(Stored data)
********************

//! Request description shared by every service wrapper.

use bytes::Bytes;
use reqwest::Method;
use reqwest::multipart::Form;
use serde_json::Value;
use url::Url;

use crate::errors::{WatsonError, WatsonResult};

/// Body of an outgoing request.
#[derive(Debug, Default)]
pub enum RequestBody {
    #[default]
    Empty,
    Json(Value),
    Bytes {
        data: Bytes,
        content_type: String,
    },
    /// Streamed body (files, live audio). Sent chunked when the length is unknown.
    Stream {
        body: reqwest::Body,
        content_type: String,
    },
    Multipart(Form),
}

/// A single API call, before base URL, credentials and default headers are applied.
///
/// `path` is a template such as `/v1/workspaces/{workspace_id}/intents/{intent}`.
/// Each `{name}` placeholder is replaced by the matching path parameter,
/// encoded as one path segment.
#[derive(Debug)]
pub struct ApiRequest {
    pub method: Method,
    pub path: &'static str,
    pub path_params: Vec<(&'static str, String)>,
    pub query: Vec<(String, String)>,
    pub headers: Vec<(String, String)>,
    pub body: RequestBody,
}

/// Values that can be rendered into a query string.
pub trait QueryValue {
    fn to_query(&self) -> String;
}

impl QueryValue for str {
    fn to_query(&self) -> String {
        self.to_string()
    }
}

impl QueryValue for String {
    fn to_query(&self) -> String {
        self.clone()
    }
}

macro_rules! impl_query_value_display {
    ($($t:ty),*) => {
        $(impl QueryValue for $t {
            fn to_query(&self) -> String {
                self.to_string()
            }
        })*
    };
}

impl_query_value_display!(bool, u8, u16, u32, u64, i32, i64, f32, f64, usize);

impl<T: QueryValue + ?Sized> QueryValue for &T {
    fn to_query(&self) -> String {
        (**self).to_query()
    }
}

impl ApiRequest {
    pub fn new(method: Method, path: &'static str) -> Self {
        Self {
            method,
            path,
            path_params: Vec::new(),
            query: Vec::new(),
            headers: Vec::new(),
            body: RequestBody::Empty,
        }
    }

    pub fn get(path: &'static str) -> Self {
        Self::new(Method::GET, path)
    }

    pub fn post(path: &'static str) -> Self {
        Self::new(Method::POST, path)
    }

    pub fn put(path: &'static str) -> Self {
        Self::new(Method::PUT, path)
    }

    pub fn delete(path: &'static str) -> Self {
        Self::new(Method::DELETE, path)
    }

    pub fn path_param(mut self, name: &'static str, value: impl Into<String>) -> Self {
        self.path_params.push((name, value.into()));
        self
    }

    pub fn query(mut self, name: &str, value: impl QueryValue) -> Self {
        self.query.push((name.to_string(), value.to_query()));
        self
    }

    /// Append `name=value` only when a value is supplied.
    pub fn query_opt<T: QueryValue>(self, name: &str, value: Option<T>) -> Self {
        match value {
            Some(v) => self.query(name, v),
            None => self,
        }
    }

    /// Append a list parameter joined with `,`. Empty or absent lists are skipped.
    pub fn query_list<S: AsRef<str>>(self, name: &str, values: Option<&[S]>) -> Self {
        match values {
            Some(list) if !list.is_empty() => {
                let joined = list.iter().map(AsRef::as_ref).collect::<Vec<_>>().join(",");
                self.query(name, joined)
            }
            _ => self,
        }
    }

    pub fn header(mut self, name: impl Into<String>, value: impl Into<String>) -> Self {
        self.headers.push((name.into(), value.into()));
        self
    }

    pub fn json(mut self, body: Value) -> Self {
        self.body = RequestBody::Json(body);
        self
    }

    pub fn bytes(mut self, data: impl Into<Bytes>, content_type: impl Into<String>) -> Self {
        self.body = RequestBody::Bytes {
            data: data.into(),
            content_type: content_type.into(),
        };
        self
    }

    pub fn stream(mut self, body: reqwest::Body, content_type: impl Into<String>) -> Self {
        self.body = RequestBody::Stream {
            body,
            content_type: content_type.into(),
        };
        self
    }

    pub fn multipart(mut self, form: Form) -> Self {
        self.body = RequestBody::Multipart(form);
        self
    }

    /// Resolve the path template against `base` and append the query string.
    ///
    /// The base URL's own path (e.g. `/speech-to-text/api`) is kept as prefix.
    pub fn build_url(&self, base: &Url) -> WatsonResult<Url> {
        let mut url = base.clone();
        {
            let mut segments = url
                .path_segments_mut()
                .map_err(|_| WatsonError::Configuration(format!("{base} cannot be a base URL")))?;
            segments.pop_if_empty();

            for segment in self.path.split('/').filter(|s| !s.is_empty()) {
                match segment.strip_prefix('{').and_then(|s| s.strip_suffix('}')) {
                    Some(name) => {
                        let value = self
                            .path_params
                            .iter()
                            .find(|(n, _)| *n == name)
                            .map(|(_, v)| v.as_str())
                            .ok_or_else(|| WatsonError::MissingParameters(vec![name.to_string()]))?;
                        segments.push(value);
                    }
                    None => {
                        segments.push(segment);
                    }
                }
            }
        }

        if !self.query.is_empty() {
            url.query_pairs_mut().extend_pairs(self.query.iter());
        }

        Ok(url)
    }
}

/// Fail with every name whose value is empty.
///
/// ```rust
/// use watson_sdk::core::service::required;
///
/// assert!(required(&[("workspace_id", "abc")]).is_ok());
/// let err = required(&[("environment_id", ""), ("collection_id", "")]).unwrap_err();
/// assert_eq!(
///     err.to_string(),
///     "Missing required parameters: environment_id, collection_id"
/// );
/// ```
pub fn required(params: &[(&str, &str)]) -> WatsonResult<()> {
    let present: Vec<(&str, bool)> = params
        .iter()
        .map(|(name, value)| (*name, !value.trim().is_empty()))
        .collect();
    required_present(&present)
}

/// Like [`required`], for parameters that are not strings (files, lists,
/// JSON documents): each flag says whether the named parameter was supplied.
///
/// ```rust
/// use watson_sdk::core::service::required_present;
///
/// let err = required_present(&[("customization_id", true), ("words", false)]).unwrap_err();
/// assert_eq!(err.to_string(), "Missing required parameters: words");
/// ```
pub fn required_present(params: &[(&str, bool)]) -> WatsonResult<()> {
    let missing: Vec<String> = params
        .iter()
        .filter(|(_, present)| !present)
        .map(|(name, _)| name.to_string())
        .collect();

    if missing.is_empty() {
        Ok(())
    } else {
        Err(WatsonError::MissingParameters(missing))
    }
}
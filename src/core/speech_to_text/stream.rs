//! Duplex WebSocket adapter for streaming recognition.
//!
//! # Architecture
//!
//! ```text
//! ┌──────────────────┐     ┌───────────────────┐     ┌─────────────────┐
//! │ send_audio() /   │────▶│ command_tx (mpsc) │────▶│ Connection Task │◀───▶ WebSocket
//! │ finish()         │     └───────────────────┘     └────────┬────────┘
//! └──────────────────┘                                        │
//!                          ┌───────────────────┐              │
//!    Stream::poll_next ◀───│ event_tx (unbnd.) │◀─────────────┘
//!                          └───────────────────┘
//! ```
//!
//! The connection task sends the start message, waits for the first
//! `listening` state and only then forwards audio as binary frames. After
//! [`RecognizeStream::finish`] sends the stop message, the service flushes the
//! remaining results and reports `listening` again; that second `listening`
//! ends the session and the task closes the socket.

use std::pin::Pin;
use std::sync::Arc;
use std::sync::atomic::{AtomicBool, Ordering};
use std::task::{Context, Poll};
use std::time::Duration;

use base64::Engine;
use base64::engine::general_purpose::STANDARD;
use bytes::Bytes;
use futures::{SinkExt, Stream, StreamExt};
use serde_json::Value;
use tokio::sync::{mpsc, oneshot};
use tokio::time::timeout;
use tokio_tungstenite::tungstenite::client::IntoClientRequest;
use tokio_tungstenite::tungstenite::http::HeaderValue;
use tokio_tungstenite::{connect_async, tungstenite::protocol::Message};
use tracing::{debug, error, info, warn};
use url::Url;

use super::messages::{ErrorMessage, RecognizeMessage, ResultsMessage, STOP_ACTION, SpeakerLabel};
use crate::errors::{WatsonError, WatsonResult};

********************

AIM OF THE EXERCISE –
Out of the records above, pull each line containing the word "that".

ANSWER AREA –
/// Values that can be rendered into a query string.
/// Like [`required`], for parameters that are not strings (files, lists,
//! remaining results and reports `listening` again; that second `listening`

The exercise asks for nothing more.